The vast majority of people travel the Kanc by private automobile. It’s also a popular route for motorcyclists, and is accessible for RVs, as well. The road also attracts its fair share of cyclists, although it’s a challenging pedal with its steep grades and 1,463 feet of elevation gain.

What is the best time of year to drive the Kancamagus Highway?

The Kancamagus Highway can be driven in every season, and each has its own charms. Fall foliage season is probably the most picturesque time of year for a drive, but summer is fun for cooling splash stops in the Swift River, and the snows of winter offer a stark beauty.

What are the driving conditions on the Kancamagus Highway?

In most weather conditions the Kanc is an easy drive, though it does require more awareness than a typical trip down I-93. The two-lane undivided highway has a maximum speed limit of 50 mph—a rule regularly exceeded on straighter stretches of the road, where drivers may speed around you using the opposing travel lane when the highway has a dashed yellow line.

There’s a sharp hairpin turn on the Lincoln side of Mount Kancamagus near the Hancock Overlook, and the steep grades in several sections of the road require caution and good brakes. The road gets plowed frequently in winter, but driving the Kanc in a snowstorm—particularly at night—can feel daunting. At all times of year, keep a sharp eye out for bicyclists, motorcycles, and traffic entering and leaving scenic viewpoints, campgrounds, and other turnouts from the highway.

Is it better to drive the Kancamagus Highway east to west?

It doesn’t really matter which direction you drive the Kancamagus Highway. There are towns with food, lodging, gas, and other points of interest at both ends of the highway, and all attractions are accessible from either lane of traffic.

Are there bathrooms on the Kancamagus Highway?

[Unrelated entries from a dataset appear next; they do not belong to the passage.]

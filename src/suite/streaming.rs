use std::sync::Arc;

use super::Context;
use crate::common::Result;
use crate::testing::check;
use crate::testing::{CheckResult, Registry};

const CATEGORY: &str = "streaming";

pub(super) fn register(registry: &mut Registry<Context>) -> Result<()> {
    registry.register("basic_streaming", CATEGORY, basic_streaming)?;
    registry.register("chunk_structure", CATEGORY, chunk_structure)?;
    registry.register("first_chunk_role", CATEGORY, first_chunk_role)?;
    registry.register("content_chunks", CATEGORY, content_chunks)?;
    registry.register("final_chunk_finish_reason", CATEGORY, final_chunk_finish_reason)?;
    registry.register("incremental_content", CATEGORY, incremental_content)?;
    registry.register("stream_usage_included", CATEGORY, stream_usage_included)?;
    Ok(())
}

async fn basic_streaming(ctx: Arc<Context>) -> CheckResult {
    let request = ctx.request().user("Count from 1 to 5, one number per line.");
    let chunks = ctx.chat.create_stream_collected(&request).await?;
    check::greater(&chunks.len(), &1, "Should receive multiple chunks")
}

async fn chunk_structure(ctx: Arc<Context>) -> CheckResult {
    let chunks = ctx.chat.create_stream_collected(&ctx.request().user("Hi")).await?;
    for chunk in &chunks {
        let raw = chunk.raw();
        check::has_field(raw, "id", "Chunk should have 'id'")?;
        check::has_field(raw, "object", "Chunk should have 'object'")?;
        check::has_field(raw, "created", "Chunk should have 'created'")?;
        check::has_field(raw, "model", "Chunk should have 'model'")?;
        check::has_field(raw, "choices", "Chunk should have 'choices'")?;
        check::equal(
            &chunk.object(),
            &Some("chat.completion.chunk"),
            "Object should be 'chat.completion.chunk'",
        )?;
    }
    Ok(())
}

async fn first_chunk_role(ctx: Arc<Context>) -> CheckResult {
    let chunks = ctx.chat.create_stream_collected(&ctx.request().user("Hi")).await?;
    check::greater(&chunks.len(), &0, "Should have at least one chunk")?;

    let first = chunks.iter().find(|c| c.has_choices());
    check::is_present(&first.map(|c| c.raw()), "Should have chunk with choices")?;
    let Some(first) = first else {
        return Ok(());
    };

    check::has_field(first.delta(), "role", "First delta should have 'role'")?;
    check::equal(&first.role(), &Some("assistant"), "First delta role should be 'assistant'")
}

async fn content_chunks(ctx: Arc<Context>) -> CheckResult {
    let request = ctx.request().user("Say 'hello world' and nothing else.");
    let chunks = ctx.chat.create_stream_collected(&request).await?;
    let content: String = chunks.iter().filter_map(|c| c.content()).collect();
    check::contains(
        &content.to_lowercase(),
        "hello",
        "Streamed content should contain 'hello'",
    )
}

async fn final_chunk_finish_reason(ctx: Arc<Context>) -> CheckResult {
    let chunks = ctx.chat.create_stream_collected(&ctx.request().user("Hi")).await?;
    let finish_reason = chunks
        .iter()
        .rev()
        .filter(|c| c.has_choices())
        .find_map(|c| c.finish_reason().filter(|r| !r.is_empty()));

    check::is_present(&finish_reason, "Should have finish_reason in final chunk")?;
    check::equal(&finish_reason, &Some("stop"), "Finish reason should be 'stop'")
}

async fn incremental_content(ctx: Arc<Context>) -> CheckResult {
    let request = ctx.request().user("Write a haiku about coding.");
    let chunks = ctx.chat.create_stream_collected(&request).await?;
    let content_chunks = chunks.iter().filter(|c| c.content().is_some()).count();
    check::greater(
        &content_chunks,
        &1,
        "Should have multiple content chunks (incremental)",
    )
}

async fn stream_usage_included(ctx: Arc<Context>) -> CheckResult {
    let request = ctx
        .request()
        .user("Hi")
        .param("stream_options", serde_json::json!({"include_usage": true}));
    let chunks = ctx.chat.create_stream_collected(&request).await?;

    let usage = chunks
        .iter()
        .map(|c| c.usage())
        .find(|u| !u.is_null());
    check::is_present(&usage, "Should have chunk with usage when include_usage=true")?;
    let Some(usage) = usage else {
        return Ok(());
    };

    check::has_field(usage, "prompt_tokens", "Usage should have prompt_tokens")?;
    check::has_field(usage, "completion_tokens", "Usage should have completion_tokens")?;
    check::has_field(usage, "total_tokens", "Usage should have total_tokens")
}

There are more than a dozen restroom locations maintained by the White Mountains National Forest along the Kancamagus Highway, including at the Lincoln Woods, Great Gulf Wilderness, and Champney Falls trailheads and at campgrounds and scenic overlooks. In addition, there are restrooms at the Saco Ranger Station on the eastern end of the highway, and plenty more in the town of Lincoln at the western end.